─── Data excerpts

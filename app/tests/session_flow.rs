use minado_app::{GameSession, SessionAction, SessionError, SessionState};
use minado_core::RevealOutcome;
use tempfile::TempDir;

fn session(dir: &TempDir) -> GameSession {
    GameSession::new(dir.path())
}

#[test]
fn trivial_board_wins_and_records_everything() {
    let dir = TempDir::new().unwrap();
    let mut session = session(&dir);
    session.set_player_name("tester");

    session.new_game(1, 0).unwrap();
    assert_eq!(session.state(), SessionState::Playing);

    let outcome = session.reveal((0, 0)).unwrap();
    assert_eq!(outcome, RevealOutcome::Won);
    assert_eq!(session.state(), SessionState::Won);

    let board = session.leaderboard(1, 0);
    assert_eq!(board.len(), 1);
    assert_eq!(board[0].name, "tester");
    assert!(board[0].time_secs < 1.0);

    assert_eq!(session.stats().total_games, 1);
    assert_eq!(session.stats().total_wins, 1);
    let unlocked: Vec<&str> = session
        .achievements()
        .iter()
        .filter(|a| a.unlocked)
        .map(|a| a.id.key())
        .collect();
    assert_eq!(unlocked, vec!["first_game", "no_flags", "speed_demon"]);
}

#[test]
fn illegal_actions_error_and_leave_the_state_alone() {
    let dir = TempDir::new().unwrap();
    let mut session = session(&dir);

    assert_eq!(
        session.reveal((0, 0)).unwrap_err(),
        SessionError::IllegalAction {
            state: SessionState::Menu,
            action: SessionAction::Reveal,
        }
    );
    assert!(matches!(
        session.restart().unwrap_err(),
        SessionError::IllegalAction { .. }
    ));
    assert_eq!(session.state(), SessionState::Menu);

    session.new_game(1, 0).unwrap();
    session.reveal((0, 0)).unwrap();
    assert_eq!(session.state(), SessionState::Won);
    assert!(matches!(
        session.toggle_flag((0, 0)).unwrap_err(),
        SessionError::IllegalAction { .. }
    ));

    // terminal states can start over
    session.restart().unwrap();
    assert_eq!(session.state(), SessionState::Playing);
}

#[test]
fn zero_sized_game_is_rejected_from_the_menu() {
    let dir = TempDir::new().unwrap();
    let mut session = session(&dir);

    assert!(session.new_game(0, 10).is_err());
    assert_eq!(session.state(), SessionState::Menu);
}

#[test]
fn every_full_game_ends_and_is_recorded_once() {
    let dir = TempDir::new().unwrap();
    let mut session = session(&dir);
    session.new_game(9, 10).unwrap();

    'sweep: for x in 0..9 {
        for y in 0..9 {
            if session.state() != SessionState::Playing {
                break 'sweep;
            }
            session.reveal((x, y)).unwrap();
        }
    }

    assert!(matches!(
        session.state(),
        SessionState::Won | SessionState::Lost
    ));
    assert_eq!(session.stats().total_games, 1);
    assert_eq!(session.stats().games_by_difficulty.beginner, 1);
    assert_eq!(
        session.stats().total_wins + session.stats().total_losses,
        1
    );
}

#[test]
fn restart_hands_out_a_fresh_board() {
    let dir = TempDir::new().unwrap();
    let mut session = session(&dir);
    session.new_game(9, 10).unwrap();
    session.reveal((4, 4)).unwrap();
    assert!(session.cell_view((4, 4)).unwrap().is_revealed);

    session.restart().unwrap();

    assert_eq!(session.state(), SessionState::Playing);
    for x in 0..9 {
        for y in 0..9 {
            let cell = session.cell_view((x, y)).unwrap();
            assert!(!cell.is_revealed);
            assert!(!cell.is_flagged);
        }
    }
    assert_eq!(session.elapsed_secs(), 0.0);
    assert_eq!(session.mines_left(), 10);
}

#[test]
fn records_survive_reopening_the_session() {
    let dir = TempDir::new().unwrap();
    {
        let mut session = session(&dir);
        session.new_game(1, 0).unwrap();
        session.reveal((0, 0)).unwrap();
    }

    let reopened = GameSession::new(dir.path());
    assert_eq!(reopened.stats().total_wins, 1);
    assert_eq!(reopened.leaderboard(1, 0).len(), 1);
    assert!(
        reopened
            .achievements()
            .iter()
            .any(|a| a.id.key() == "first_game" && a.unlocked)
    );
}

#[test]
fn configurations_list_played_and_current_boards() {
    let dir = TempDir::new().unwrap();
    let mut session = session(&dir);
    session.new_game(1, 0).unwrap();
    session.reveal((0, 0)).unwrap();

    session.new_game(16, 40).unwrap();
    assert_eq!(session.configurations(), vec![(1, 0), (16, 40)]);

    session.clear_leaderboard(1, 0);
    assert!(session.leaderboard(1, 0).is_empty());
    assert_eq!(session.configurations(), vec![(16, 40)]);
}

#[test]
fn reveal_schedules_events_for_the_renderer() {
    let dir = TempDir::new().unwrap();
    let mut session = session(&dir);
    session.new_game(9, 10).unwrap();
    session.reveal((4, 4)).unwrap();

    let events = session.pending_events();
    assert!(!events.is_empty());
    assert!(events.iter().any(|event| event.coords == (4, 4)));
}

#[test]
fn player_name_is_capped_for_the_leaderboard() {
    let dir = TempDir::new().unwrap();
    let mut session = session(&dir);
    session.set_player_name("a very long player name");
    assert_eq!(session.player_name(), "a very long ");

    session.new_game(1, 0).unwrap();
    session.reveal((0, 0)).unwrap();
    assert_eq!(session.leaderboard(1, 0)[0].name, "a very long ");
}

──────

Each entry must appear again in the answer exactly as written.

# [Task output]
filename app/tests/session_flow.rs
use minado_app::{GameSession, SessionAction, SessionError, SessionState};
use minado_core::RevealOutcome;
use tempfile::TempDir;

fn session(dir: &TempDir) -> GameSession {
    GameSession::new(dir.path())
}

#[test]
fn trivial_board_wins_and_records_everything() {
    let dir = TempDir::new().unwrap();
    let mut session = session(&dir);
    session.set_player_name("tester");

    session.new_game(1, 0).unwrap();
    assert_eq!(session.state(), SessionState::Playing);

    let outcome = session.reveal((0, 0)).unwrap();
    assert_eq!(outcome, RevealOutcome::Won);
    assert_eq!(session.state(), SessionState::Won);

    let board = session.leaderboard(1, 0);
    assert_eq!(board.len(), 1);
    assert_eq!(board[0].name, "tester");
    assert!(board[0].time_secs < 1.0);

    assert_eq!(session.stats().total_games, 1);
    assert_eq!(session.stats().total_wins, 1);
    let unlocked: Vec<&str> = session
        .achievements()
        .iter()
        .filter(|a| a.unlocked)
        .map(|a| a.id.key())
        .collect();
    assert_eq!(unlocked, vec!["first_game", "no_flags", "speed_demon"]);
}

#[test]
fn illegal_actions_error_and_leave_the_state_alone() {
    let dir = TempDir::new().unwrap();
    let mut session = session(&dir);

    assert_eq!(
        session.reveal((0, 0)).unwrap_err(),
        SessionError::IllegalAction {
            state: SessionState::Menu,
            action: SessionAction::Reveal,
        }
    );
    assert!(matches!(
        session.restart().unwrap_err(),
        SessionError::IllegalAction { .. }
    ));
    assert_eq!(session.state(), SessionState::Menu);

    session.new_game(1, 0).unwrap();
    session.reveal((0, 0)).unwrap();
    assert_eq!(session.state(), SessionState::Won);
    assert!(matches!(
        session.toggle_flag((0, 0)).unwrap_err(),
        SessionError::IllegalAction { .. }
    ));

    // terminal states can start over
    session.restart().unwrap();
    assert_eq!(session.state(), SessionState::Playing);
}

#[test]
fn zero_sized_game_is_rejected_from_the_menu() {
    let dir = TempDir::new().unwrap();
    let mut session = session(&dir);

    assert!(session.new_game(0, 10).is_err());
    assert_eq!(session.state(), SessionState::Menu);
}

#[test]
fn every_full_game_ends_and_is_recorded_once() {
    let dir = TempDir::new().unwrap();
    let mut session = session(&dir);
    session.new_game(9, 10).unwrap();

    'sweep: for x in 0..9 {
        for y in 0..9 {
            if session.state() != SessionState::Playing {
                break 'sweep;
            }
            session.reveal((x, y)).unwrap();
        }
    }

    assert!(matches!(
        session.state(),
        SessionState::Won | SessionState::Lost
    ));
    assert_eq!(session.stats().total_games, 1);
    assert_eq!(session.stats().games_by_difficulty.beginner, 1);
    assert_eq!(
        session.stats().total_wins + session.stats().total_losses,
        1
    );
}

#[test]
fn restart_hands_out_a_fresh_board() {
    let dir = TempDir::new().unwrap();
    let mut session = session(&dir);
    session.new_game(9, 10).unwrap();
    session.reveal((4, 4)).unwrap();
    assert!(session.cell_view((4, 4)).unwrap().is_revealed);

    session.restart().unwrap();

    assert_eq!(session.state(), SessionState::Playing);
    for x in 0..9 {
        for y in 0..9 {
            let cell = session.cell_view((x, y)).unwrap();
            assert!(!cell.is_revealed);
            assert!(!cell.is_flagged);
        }
    }
    assert_eq!(session.elapsed_secs(), 0.0);
    assert_eq!(session.mines_left(), 10);
}

#[test]
fn records_survive_reopening_the_session() {
    let dir = TempDir::new().unwrap();
    {
        let mut session = session(&dir);
        session.new_game(1, 0).unwrap();
        session.reveal((0, 0)).unwrap();
    }

    let reopened = GameSession::new(dir.path());
    assert_eq!(reopened.stats().total_wins, 1);
    assert_eq!(reopened.leaderboard(1, 0).len(), 1);
    assert!(
        reopened
            .achievements()
            .iter()
            .any(|a| a.id.key() == "first_game" && a.unlocked)
    );
}

#[test]
fn configurations_list_played_and_current_boards() {
    let dir = TempDir::new().unwrap();
    let mut session = session(&dir);
    session.new_game(1, 0).unwrap();
    session.reveal((0, 0)).unwrap();

    session.new_game(16, 40).unwrap();
    assert_eq!(session.configurations(), vec![(1, 0), (16, 40)]);

    session.clear_leaderboard(1, 0);
    assert!(session.leaderboard(1, 0).is_empty());
    assert_eq!(session.configurations(), vec![(16, 40)]);
}

#[test]
fn reveal_schedules_events_for_the_renderer() {
    let dir = TempDir::new().unwrap();
    let mut session = session(&dir);
    session.new_game(9, 10).unwrap();
    session.reveal((4, 4)).unwrap();

    let events = session.pending_events();
    assert!(!events.is_empty());
    assert!(events.iter().any(|event| event.coords == (4, 4)));
}

#[test]
fn player_name_is_capped_for_the_leaderboard() {
    let dir = TempDir::new().unwrap();
    let mut session = session(&dir);
    session.set_player_name("a very long player name");
    assert_eq!(session.player_name(), "a very long ");

    session.new_game(1, 0).unwrap();
    session.reveal((0, 0)).unwrap();
    assert_eq!(session.leaderboard(1, 0)[0].name, "a very long ");
}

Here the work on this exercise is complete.